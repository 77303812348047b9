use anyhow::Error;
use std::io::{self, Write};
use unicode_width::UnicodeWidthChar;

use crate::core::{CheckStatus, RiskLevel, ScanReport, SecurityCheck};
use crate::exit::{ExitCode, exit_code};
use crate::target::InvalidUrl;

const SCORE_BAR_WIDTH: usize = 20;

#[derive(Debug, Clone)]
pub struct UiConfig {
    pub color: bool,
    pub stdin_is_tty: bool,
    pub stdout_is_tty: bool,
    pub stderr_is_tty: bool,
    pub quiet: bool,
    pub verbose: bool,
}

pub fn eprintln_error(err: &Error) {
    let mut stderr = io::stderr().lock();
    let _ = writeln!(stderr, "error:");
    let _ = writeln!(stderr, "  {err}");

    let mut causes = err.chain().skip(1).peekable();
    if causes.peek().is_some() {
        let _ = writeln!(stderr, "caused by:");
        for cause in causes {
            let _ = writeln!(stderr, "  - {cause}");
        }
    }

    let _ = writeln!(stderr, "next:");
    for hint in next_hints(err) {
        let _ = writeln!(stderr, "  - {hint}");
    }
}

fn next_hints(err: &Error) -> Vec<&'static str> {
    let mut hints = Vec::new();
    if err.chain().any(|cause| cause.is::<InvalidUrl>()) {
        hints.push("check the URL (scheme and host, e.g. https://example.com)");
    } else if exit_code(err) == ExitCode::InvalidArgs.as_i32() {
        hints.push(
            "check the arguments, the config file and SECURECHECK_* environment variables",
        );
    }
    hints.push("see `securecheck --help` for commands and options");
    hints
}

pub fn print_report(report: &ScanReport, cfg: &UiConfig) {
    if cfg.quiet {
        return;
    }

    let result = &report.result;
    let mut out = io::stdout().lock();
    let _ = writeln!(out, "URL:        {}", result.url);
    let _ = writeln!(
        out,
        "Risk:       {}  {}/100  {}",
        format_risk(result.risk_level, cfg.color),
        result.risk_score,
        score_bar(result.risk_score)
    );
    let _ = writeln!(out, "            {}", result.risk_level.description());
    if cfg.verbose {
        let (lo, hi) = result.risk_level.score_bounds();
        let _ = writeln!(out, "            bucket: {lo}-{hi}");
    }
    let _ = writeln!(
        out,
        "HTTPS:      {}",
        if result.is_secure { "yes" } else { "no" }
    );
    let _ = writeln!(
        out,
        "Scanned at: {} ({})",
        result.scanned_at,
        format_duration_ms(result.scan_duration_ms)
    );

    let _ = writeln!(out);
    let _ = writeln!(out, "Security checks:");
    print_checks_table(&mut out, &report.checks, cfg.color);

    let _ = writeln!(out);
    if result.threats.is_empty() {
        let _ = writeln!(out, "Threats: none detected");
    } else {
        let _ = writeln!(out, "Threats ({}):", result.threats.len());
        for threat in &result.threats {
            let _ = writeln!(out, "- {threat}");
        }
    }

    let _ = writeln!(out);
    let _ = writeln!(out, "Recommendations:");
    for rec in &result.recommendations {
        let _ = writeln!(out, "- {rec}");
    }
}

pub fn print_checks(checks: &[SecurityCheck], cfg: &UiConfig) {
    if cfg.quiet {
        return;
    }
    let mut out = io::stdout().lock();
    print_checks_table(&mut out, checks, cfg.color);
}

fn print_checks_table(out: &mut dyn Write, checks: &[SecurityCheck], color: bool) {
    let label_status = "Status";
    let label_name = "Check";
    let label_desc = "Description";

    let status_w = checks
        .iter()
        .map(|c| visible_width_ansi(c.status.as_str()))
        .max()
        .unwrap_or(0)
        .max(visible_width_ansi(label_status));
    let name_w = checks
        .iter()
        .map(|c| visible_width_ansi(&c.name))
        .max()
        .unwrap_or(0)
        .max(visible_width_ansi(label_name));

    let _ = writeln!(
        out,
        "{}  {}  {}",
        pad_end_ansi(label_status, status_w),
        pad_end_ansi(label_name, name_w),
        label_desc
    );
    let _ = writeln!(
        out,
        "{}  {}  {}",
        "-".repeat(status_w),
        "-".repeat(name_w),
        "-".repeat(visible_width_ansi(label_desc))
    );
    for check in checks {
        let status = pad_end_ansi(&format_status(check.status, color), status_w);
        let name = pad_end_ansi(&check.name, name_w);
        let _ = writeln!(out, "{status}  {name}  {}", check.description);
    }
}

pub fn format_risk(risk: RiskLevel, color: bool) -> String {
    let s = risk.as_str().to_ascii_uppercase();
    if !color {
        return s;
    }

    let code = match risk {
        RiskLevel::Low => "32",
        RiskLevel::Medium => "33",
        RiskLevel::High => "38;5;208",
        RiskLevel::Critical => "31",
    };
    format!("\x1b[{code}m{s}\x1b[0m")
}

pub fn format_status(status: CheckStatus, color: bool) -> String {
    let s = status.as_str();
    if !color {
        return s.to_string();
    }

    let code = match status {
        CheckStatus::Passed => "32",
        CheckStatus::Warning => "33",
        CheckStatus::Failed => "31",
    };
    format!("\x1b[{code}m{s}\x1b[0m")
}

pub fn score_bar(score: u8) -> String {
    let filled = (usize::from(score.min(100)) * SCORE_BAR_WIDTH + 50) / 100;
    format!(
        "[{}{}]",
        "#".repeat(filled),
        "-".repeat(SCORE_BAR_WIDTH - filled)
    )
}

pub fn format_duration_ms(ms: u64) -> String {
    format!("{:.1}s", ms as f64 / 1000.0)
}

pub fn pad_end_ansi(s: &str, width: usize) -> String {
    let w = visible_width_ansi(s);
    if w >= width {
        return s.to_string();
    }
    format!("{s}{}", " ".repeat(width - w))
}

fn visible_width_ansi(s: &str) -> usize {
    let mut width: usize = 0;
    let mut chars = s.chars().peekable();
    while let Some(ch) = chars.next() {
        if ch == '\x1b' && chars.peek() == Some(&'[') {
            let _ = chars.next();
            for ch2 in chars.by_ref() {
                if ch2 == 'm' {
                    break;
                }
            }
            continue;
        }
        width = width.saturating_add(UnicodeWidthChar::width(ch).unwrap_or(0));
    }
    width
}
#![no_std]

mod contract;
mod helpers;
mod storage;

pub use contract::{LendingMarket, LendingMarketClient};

::::

■ YOUR TASK:
Word for word, copy the material above.

■ RESULT OF THIS TASK:
repository 77303812348047b9
use anyhow::Error;
use std::io::{self, Write};
use unicode_width::UnicodeWidthChar;

use crate::core::{CheckStatus, RiskLevel, ScanReport, SecurityCheck};
use crate::exit::{ExitCode, exit_code};
use crate::target::InvalidUrl;

const SCORE_BAR_WIDTH: usize = 20;

#[derive(Debug, Clone)]
pub struct UiConfig {
    pub color: bool,
    pub stdin_is_tty: bool,
    pub stdout_is_tty: bool,
    pub stderr_is_tty: bool,
    pub quiet: bool,
    pub verbose: bool,
}

pub fn eprintln_error(err: &Error) {
    let mut stderr = io::stderr().lock();
    let _ = writeln!(stderr, "error:");
    let _ = writeln!(stderr, "  {err}");

    let mut causes = err.chain().skip(1).peekable();
    if causes.peek().is_some() {
        let _ = writeln!(stderr, "caused by:");
        for cause in causes {
            let _ = writeln!(stderr, "  - {cause}");
        }
    }

    let _ = writeln!(stderr, "next:");
    for hint in next_hints(err) {
        let _ = writeln!(stderr, "  - {hint}");
    }
}

fn next_hints(err: &Error) -> Vec<&'static str> {
    let mut hints = Vec::new();
    if err.chain().any(|cause| cause.is::<InvalidUrl>()) {
        hints.push("check the URL (scheme and host, e.g. https://example.com)");
    } else if exit_code(err) == ExitCode::InvalidArgs.as_i32() {
        hints.push(
            "check the arguments, the config file and SECURECHECK_* environment variables",
        );
    }
    hints.push("see `securecheck --help` for commands and options");
    hints
}

pub fn print_report(report: &ScanReport, cfg: &UiConfig) {
    if cfg.quiet {
        return;
    }

    let result = &report.result;
    let mut out = io::stdout().lock();
    let _ = writeln!(out, "URL:        {}", result.url);
    let _ = writeln!(
        out,
        "Risk:       {}  {}/100  {}",
        format_risk(result.risk_level, cfg.color),
        result.risk_score,
        score_bar(result.risk_score)
    );
    let _ = writeln!(out, "            {}", result.risk_level.description());
    if cfg.verbose {
        let (lo, hi) = result.risk_level.score_bounds();
        let _ = writeln!(out, "            bucket: {lo}-{hi}");
    }
    let _ = writeln!(
        out,
        "HTTPS:      {}",
        if result.is_secure { "yes" } else { "no" }
    );
    let _ = writeln!(
        out,
        "Scanned at: {} ({})",
        result.scanned_at,
        format_duration_ms(result.scan_duration_ms)
    );

    let _ = writeln!(out);
    let _ = writeln!(out, "Security checks:");
    print_checks_table(&mut out, &report.checks, cfg.color);

    let _ = writeln!(out);
    if result.threats.is_empty() {
        let _ = writeln!(out, "Threats: none detected");
    } else {
        let _ = writeln!(out, "Threats ({}):", result.threats.len());
        for threat in &result.threats {
            let _ = writeln!(out, "- {threat}");
        }
    }

    let _ = writeln!(out);
    let _ = writeln!(out, "Recommendations:");
    for rec in &result.recommendations {
        let _ = writeln!(out, "- {rec}");
    }
}

pub fn print_checks(checks: &[SecurityCheck], cfg: &UiConfig) {
    if cfg.quiet {
        return;
    }
    let mut out = io::stdout().lock();
    print_checks_table(&mut out, checks, cfg.color);
}

fn print_checks_table(out: &mut dyn Write, checks: &[SecurityCheck], color: bool) {
    let label_status = "Status";
    let label_name = "Check";
    let label_desc = "Description";

    let status_w = checks
        .iter()
        .map(|c| visible_width_ansi(c.status.as_str()))
        .max()
        .unwrap_or(0)
        .max(visible_width_ansi(label_status));
    let name_w = checks
        .iter()
        .map(|c| visible_width_ansi(&c.name))
        .max()
        .unwrap_or(0)
        .max(visible_width_ansi(label_name));

    let _ = writeln!(
        out,
        "{}  {}  {}",
        pad_end_ansi(label_status, status_w),
        pad_end_ansi(label_name, name_w),
        label_desc
    );
    let _ = writeln!(
        out,
        "{}  {}  {}",
        "-".repeat(status_w),
        "-".repeat(name_w),
        "-".repeat(visible_width_ansi(label_desc))
    );
    for check in checks {
        let status = pad_end_ansi(&format_status(check.status, color), status_w);
        let name = pad_end_ansi(&check.name, name_w);
        let _ = writeln!(out, "{status}  {name}  {}", check.description);
    }
}

pub fn format_risk(risk: RiskLevel, color: bool) -> String {
    let s = risk.as_str().to_ascii_uppercase();
    if !color {
        return s;
    }

    let code = match risk {
        RiskLevel::Low => "32",
        RiskLevel::Medium => "33",
        RiskLevel::High => "38;5;208",
        RiskLevel::Critical => "31",
    };
    format!("\x1b[{code}m{s}\x1b[0m")
}

pub fn format_status(status: CheckStatus, color: bool) -> String {
    let s = status.as_str();
    if !color {
        return s.to_string();
    }

    let code = match status {
        CheckStatus::Passed => "32",
        CheckStatus::Warning => "33",
        CheckStatus::Failed => "31",
    };
    format!("\x1b[{code}m{s}\x1b[0m")
}

pub fn score_bar(score: u8) -> String {
    let filled = (usize::from(score.min(100)) * SCORE_BAR_WIDTH + 50) / 100;
    format!(
        "[{}{}]",
        "#".repeat(filled),
        "-".repeat(SCORE_BAR_WIDTH - filled)
    )
}

pub fn format_duration_ms(ms: u64) -> String {
    format!("{:.1}s", ms as f64 / 1000.0)
}

pub fn pad_end_ansi(s: &str, width: usize) -> String {
    let w = visible_width_ansi(s);
    if w >= width {
        return s.to_string();
    }
    format!("{s}{}", " ".repeat(width - w))
}

fn visible_width_ansi(s: &str) -> usize {
    let mut width: usize = 0;
    let mut chars = s.chars().peekable();
    while let Some(ch) = chars.next() {
        if ch == '\x1b' && chars.peek() == Some(&'[') {
            let _ = chars.next();
            for ch2 in chars.by_ref() {
                if ch2 == 'm' {
                    break;
                }
            }
            continue;
        }
        width = width.saturating_add(UnicodeWidthChar::width(ch).unwrap_or(0));
    }
    width
}
#![no_std]

mod contract;
mod helpers;
mod storage;

pub use contract::{LendingMarket, LendingMarketClient};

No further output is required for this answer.